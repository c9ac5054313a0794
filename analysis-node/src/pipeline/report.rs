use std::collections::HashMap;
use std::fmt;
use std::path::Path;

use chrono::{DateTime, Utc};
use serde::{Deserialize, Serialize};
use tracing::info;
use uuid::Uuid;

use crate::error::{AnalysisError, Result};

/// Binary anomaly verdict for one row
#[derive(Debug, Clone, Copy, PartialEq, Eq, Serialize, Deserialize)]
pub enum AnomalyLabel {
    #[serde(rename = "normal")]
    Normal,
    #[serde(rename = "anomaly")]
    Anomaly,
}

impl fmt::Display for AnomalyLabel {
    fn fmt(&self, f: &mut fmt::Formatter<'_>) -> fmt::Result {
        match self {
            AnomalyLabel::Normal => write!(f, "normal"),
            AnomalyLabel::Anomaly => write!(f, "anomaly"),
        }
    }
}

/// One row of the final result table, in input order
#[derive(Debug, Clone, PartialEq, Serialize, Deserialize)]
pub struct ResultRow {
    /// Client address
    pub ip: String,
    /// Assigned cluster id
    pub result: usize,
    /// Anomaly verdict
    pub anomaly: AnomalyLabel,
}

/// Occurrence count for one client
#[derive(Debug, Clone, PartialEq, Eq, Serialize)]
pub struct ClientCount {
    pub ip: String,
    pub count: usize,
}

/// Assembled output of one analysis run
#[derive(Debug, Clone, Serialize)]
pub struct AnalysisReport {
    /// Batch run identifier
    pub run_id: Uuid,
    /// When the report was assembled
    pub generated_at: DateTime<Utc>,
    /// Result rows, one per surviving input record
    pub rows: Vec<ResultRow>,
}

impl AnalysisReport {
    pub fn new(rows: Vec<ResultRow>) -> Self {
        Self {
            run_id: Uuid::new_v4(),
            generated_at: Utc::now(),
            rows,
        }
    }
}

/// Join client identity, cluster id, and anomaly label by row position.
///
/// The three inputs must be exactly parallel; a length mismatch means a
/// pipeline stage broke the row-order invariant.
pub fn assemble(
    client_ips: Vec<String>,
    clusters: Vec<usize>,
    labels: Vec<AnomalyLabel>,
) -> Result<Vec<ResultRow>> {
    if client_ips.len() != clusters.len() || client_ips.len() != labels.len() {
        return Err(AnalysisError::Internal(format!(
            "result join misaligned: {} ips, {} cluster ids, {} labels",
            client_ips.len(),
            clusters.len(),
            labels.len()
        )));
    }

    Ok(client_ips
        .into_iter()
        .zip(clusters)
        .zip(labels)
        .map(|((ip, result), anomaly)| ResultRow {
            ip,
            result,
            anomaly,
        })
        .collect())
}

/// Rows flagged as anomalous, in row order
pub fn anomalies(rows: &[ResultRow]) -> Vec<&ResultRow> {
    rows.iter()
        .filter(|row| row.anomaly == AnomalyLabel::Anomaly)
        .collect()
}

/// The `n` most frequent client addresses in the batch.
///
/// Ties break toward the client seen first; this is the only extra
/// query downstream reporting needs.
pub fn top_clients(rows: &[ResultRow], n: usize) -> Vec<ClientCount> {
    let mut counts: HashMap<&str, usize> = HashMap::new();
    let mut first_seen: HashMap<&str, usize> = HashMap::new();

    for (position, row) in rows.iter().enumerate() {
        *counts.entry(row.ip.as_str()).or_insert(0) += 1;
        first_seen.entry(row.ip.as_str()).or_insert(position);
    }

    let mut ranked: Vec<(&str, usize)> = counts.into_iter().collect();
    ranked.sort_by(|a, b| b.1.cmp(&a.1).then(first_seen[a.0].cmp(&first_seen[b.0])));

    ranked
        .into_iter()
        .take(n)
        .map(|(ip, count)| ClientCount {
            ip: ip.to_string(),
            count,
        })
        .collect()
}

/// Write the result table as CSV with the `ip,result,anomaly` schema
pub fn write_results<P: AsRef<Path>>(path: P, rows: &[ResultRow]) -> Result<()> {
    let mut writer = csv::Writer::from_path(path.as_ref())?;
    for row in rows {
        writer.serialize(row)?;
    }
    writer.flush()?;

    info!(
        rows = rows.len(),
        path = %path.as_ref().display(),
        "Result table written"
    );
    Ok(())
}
___
▶ _Problem_
The listing above should be returned in full, exactly as shown.

▶ _Result_
repository c9ac5054313a0794
filename analysis-node/src/pipeline/report.rs
use std::collections::HashMap;
use std::fmt;
use std::path::Path;

use chrono::{DateTime, Utc};
use serde::{Deserialize, Serialize};
use tracing::info;
use uuid::Uuid;

use crate::error::{AnalysisError, Result};

/// Binary anomaly verdict for one row
#[derive(Debug, Clone, Copy, PartialEq, Eq, Serialize, Deserialize)]
pub enum AnomalyLabel {
    #[serde(rename = "normal")]
    Normal,
    #[serde(rename = "anomaly")]
    Anomaly,
}

impl fmt::Display for AnomalyLabel {
    fn fmt(&self, f: &mut fmt::Formatter<'_>) -> fmt::Result {
        match self {
            AnomalyLabel::Normal => write!(f, "normal"),
            AnomalyLabel::Anomaly => write!(f, "anomaly"),
        }
    }
}

/// One row of the final result table, in input order
#[derive(Debug, Clone, PartialEq, Serialize, Deserialize)]
pub struct ResultRow {
    /// Client address
    pub ip: String,
    /// Assigned cluster id
    pub result: usize,
    /// Anomaly verdict
    pub anomaly: AnomalyLabel,
}

/// Occurrence count for one client
#[derive(Debug, Clone, PartialEq, Eq, Serialize)]
pub struct ClientCount {
    pub ip: String,
    pub count: usize,
}

/// Assembled output of one analysis run
#[derive(Debug, Clone, Serialize)]
pub struct AnalysisReport {
    /// Batch run identifier
    pub run_id: Uuid,
    /// When the report was assembled
    pub generated_at: DateTime<Utc>,
    /// Result rows, one per surviving input record
    pub rows: Vec<ResultRow>,
}

impl AnalysisReport {
    pub fn new(rows: Vec<ResultRow>) -> Self {
        Self {
            run_id: Uuid::new_v4(),
            generated_at: Utc::now(),
            rows,
        }
    }
}

/// Join client identity, cluster id, and anomaly label by row position.
///
/// The three inputs must be exactly parallel; a length mismatch means a
/// pipeline stage broke the row-order invariant.
pub fn assemble(
    client_ips: Vec<String>,
    clusters: Vec<usize>,
    labels: Vec<AnomalyLabel>,
) -> Result<Vec<ResultRow>> {
    if client_ips.len() != clusters.len() || client_ips.len() != labels.len() {
        return Err(AnalysisError::Internal(format!(
            "result join misaligned: {} ips, {} cluster ids, {} labels",
            client_ips.len(),
            clusters.len(),
            labels.len()
        )));
    }

    Ok(client_ips
        .into_iter()
        .zip(clusters)
        .zip(labels)
        .map(|((ip, result), anomaly)| ResultRow {
            ip,
            result,
            anomaly,
        })
        .collect())
}

/// Rows flagged as anomalous, in row order
pub fn anomalies(rows: &[ResultRow]) -> Vec<&ResultRow> {
    rows.iter()
        .filter(|row| row.anomaly == AnomalyLabel::Anomaly)
        .collect()
}

/// The `n` most frequent client addresses in the batch.
///
/// Ties break toward the client seen first; this is the only extra
/// query downstream reporting needs.
pub fn top_clients(rows: &[ResultRow], n: usize) -> Vec<ClientCount> {
    let mut counts: HashMap<&str, usize> = HashMap::new();
    let mut first_seen: HashMap<&str, usize> = HashMap::new();

    for (position, row) in rows.iter().enumerate() {
        *counts.entry(row.ip.as_str()).or_insert(0) += 1;
        first_seen.entry(row.ip.as_str()).or_insert(position);
    }

    let mut ranked: Vec<(&str, usize)> = counts.into_iter().collect();
    ranked.sort_by(|a, b| b.1.cmp(&a.1).then(first_seen[a.0].cmp(&first_seen[b.0])));

    ranked
        .into_iter()
        .take(n)
        .map(|(ip, count)| ClientCount {
            ip: ip.to_string(),
            count,
        })
        .collect()
}

/// Write the result table as CSV with the `ip,result,anomaly` schema
pub fn write_results<P: AsRef<Path>>(path: P, rows: &[ResultRow]) -> Result<()> {
    let mut writer = csv::Writer::from_path(path.as_ref())?;
    for row in rows {
        writer.serialize(row)?;
    }
    writer.flush()?;

    info!(
        rows = rows.len(),
        path = %path.as_ref().display(),
        "Result table written"
    );
    Ok(())
}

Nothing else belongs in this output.